Fighting spam using MySQL and PHP
Posted on 27 December 2006 (07:14 PM)
Spam is a terrible, terrible thing. And I'm not even talking about spam emails. Luckily, I don't receive a lot of Viagra, free offers or casino coupons in my mailbox, so when that happens, I just send them straight to the trash bin.
I'm talking about comment spam. This form of spamming is even worse, 'cause it's out in the open, where everyone can read it, polluting innocent websites that have got nothing to do whatsoever with that malicious content.
In this article I will provide a way to arm yourself against this criminal behaviour.
How spam bots work
I'm not exactly an expert, but it's obvious that spam machines target a specific script of yours, send their malicious variables through either POST or GET and repeat that action over and over again. You can't stop them from finding out what variables your script expects and under which names they go.
You can always check for header information, like this...
if ($_SERVER['HTTP_REFERER'] != 'http://www.foo.bar){exit ("That's wrong!");}- Download this code: /code/fight_spam_with_mysql_and_php1.txt
...but that's unreliable. Spam bots are able to mimic these values and you will receive spam all the same.
You can't stop these machines sending stuff to your script, so what can you do?
Expect the unexpected
Spam machines are configured to send variables with names and patterns of which it knows for sure that your script will accept them. The best you can do, is undo this guess work and make the variables you send highly dynamic.
I have developed a way to create random variables that are different on every page refresh. That way, spam bots can never guess how to formulate the right string. It's best if you use a database to do this, but an array of values will work just as well. The advantage of using a database is that it (most likely) will expand over time, so more and more string combinations become available just by updating your content.

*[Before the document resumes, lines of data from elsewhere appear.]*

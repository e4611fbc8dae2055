//! User, device and surface records shared by both envelopes.

use serde::{Deserialize, Serialize};

#[derive(Debug, Clone, PartialEq, Default, Serialize, Deserialize)]
#[serde(rename_all = "camelCase")]
pub struct User {
    /// Unique ID for the end user.
    #[serde(default, skip_serializing_if = "Option::is_none")]
    pub user_id: Option<String>,

    /// IETF BCP-47 locale of the user making the request.
    #[serde(default, skip_serializing_if = "Option::is_none")]
    pub locale: Option<String>,

    /// Timestamp of the last interaction with this user; omitted for new
    /// users.
    #[serde(default, skip_serializing_if = "Option::is_none")]
    pub last_seen: Option<String>,

    #[serde(default, skip_serializing_if = "Vec::is_empty")]
    pub permissions: Vec<String>,

    /// Account-linking OAuth2 token identifying the user in the developer's
    /// system.
    #[serde(default, skip_serializing_if = "Option::is_none")]
    pub access_token: Option<String>,

    /// JSON web token with an encoded profile, present after a sign-in flow.
    #[serde(default, skip_serializing_if = "Option::is_none")]
    pub id_token: Option<String>,

    #[serde(default, skip_serializing_if = "Option::is_none")]
    pub profile: Option<UserProfile>,

    /// Opaque developer-controlled blob persisted across conversations.
    #[serde(default, skip_serializing_if = "Option::is_none")]
    pub user_storage: Option<String>,
}

/// Personal information, only populated after the user granted the matching
/// permission.
#[derive(Debug, Clone, PartialEq, Default, Serialize, Deserialize)]
#[serde(rename_all = "camelCase")]
pub struct UserProfile {
    #[serde(default, skip_serializing_if = "Option::is_none")]
    pub display_name: Option<String>,

    #[serde(default, skip_serializing_if = "Option::is_none")]
    pub given_name: Option<String>,

    #[serde(default, skip_serializing_if = "Option::is_none")]
    pub family_name: Option<String>,
}

#[derive(Debug, Clone, PartialEq, Default, Serialize, Deserialize)]
#[serde(rename_all = "camelCase")]
pub struct Device {
    #[serde(default, skip_serializing_if = "Option::is_none")]
    pub location: Option<Location>,
}

#[derive(Debug, Clone, PartialEq, Default, Serialize, Deserialize)]
#[serde(rename_all = "camelCase")]
pub struct Location {
    #[serde(default, skip_serializing_if = "Option::is_none")]
    pub coordinates: Option<LatLng>,

    #[serde(default, skip_serializing_if = "Option::is_none")]
    pub formatted_address: Option<String>,

    #[serde(default, skip_serializing_if = "Option::is_none")]
    pub city: Option<String>,

    #[serde(default, skip_serializing_if = "Option::is_none")]
    pub zip_code: Option<String>,

    #[serde(default, skip_serializing_if = "Option::is_none")]
    pub name: Option<String>,
}

#[derive(Debug, Clone, PartialEq, Default, Serialize, Deserialize)]
#[serde(rename_all = "camelCase")]
pub struct LatLng {
    #[serde(default, skip_serializing_if = "Option::is_none")]
    pub latitude: Option<f64>,

    #[serde(default, skip_serializing_if = "Option::is_none")]
    pub longitude: Option<f64>,
}

/// The surface the user is interacting with, described by its capability
/// names.
#[derive(Debug, Clone, PartialEq, Default, Serialize, Deserialize)]
#[serde(rename_all = "camelCase")]
pub struct Surface {
    #[serde(default, skip_serializing_if = "Vec::is_empty")]
    pub capabilities: Vec<Capability>,
}

#[derive(Debug, Clone, PartialEq, Default, Serialize, Deserialize)]
#[serde(rename_all = "camelCase")]
pub struct Capability {
    #[serde(default, skip_serializing_if = "Option::is_none")]
    pub name: Option<String>,
}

PHP and MySQL to the rescue
So, here goes. Pick a table in your database, it doesn't matter what's in it. I'm using my article database in this example, the "articleTitle" in particular:
$sql= "SELECT id,articleTitle FROM ".ARTICLE_TABLE." ORDER BY RAND() LIMIT 1";$result= $db->query($sql);$row= $result->fetch();$trap_key= md5 ($row['articleTitle']);$trap_value = strtoupper ( md5 ($row['articleTitle']) . substr (md5 ($row['articleTitle']),11));$trap_key2= md5 ('trap_id');$trap_id= $row['id'];- Download this code: /code/fight_spam_with_mysql_and_php2.txt
As you can see, I fetch one random title from my database using MySQL's RAND ( ) function. With that random string I construct a key and a value, using a little MD5. I obscure the value even more by concatenating a substring of itself.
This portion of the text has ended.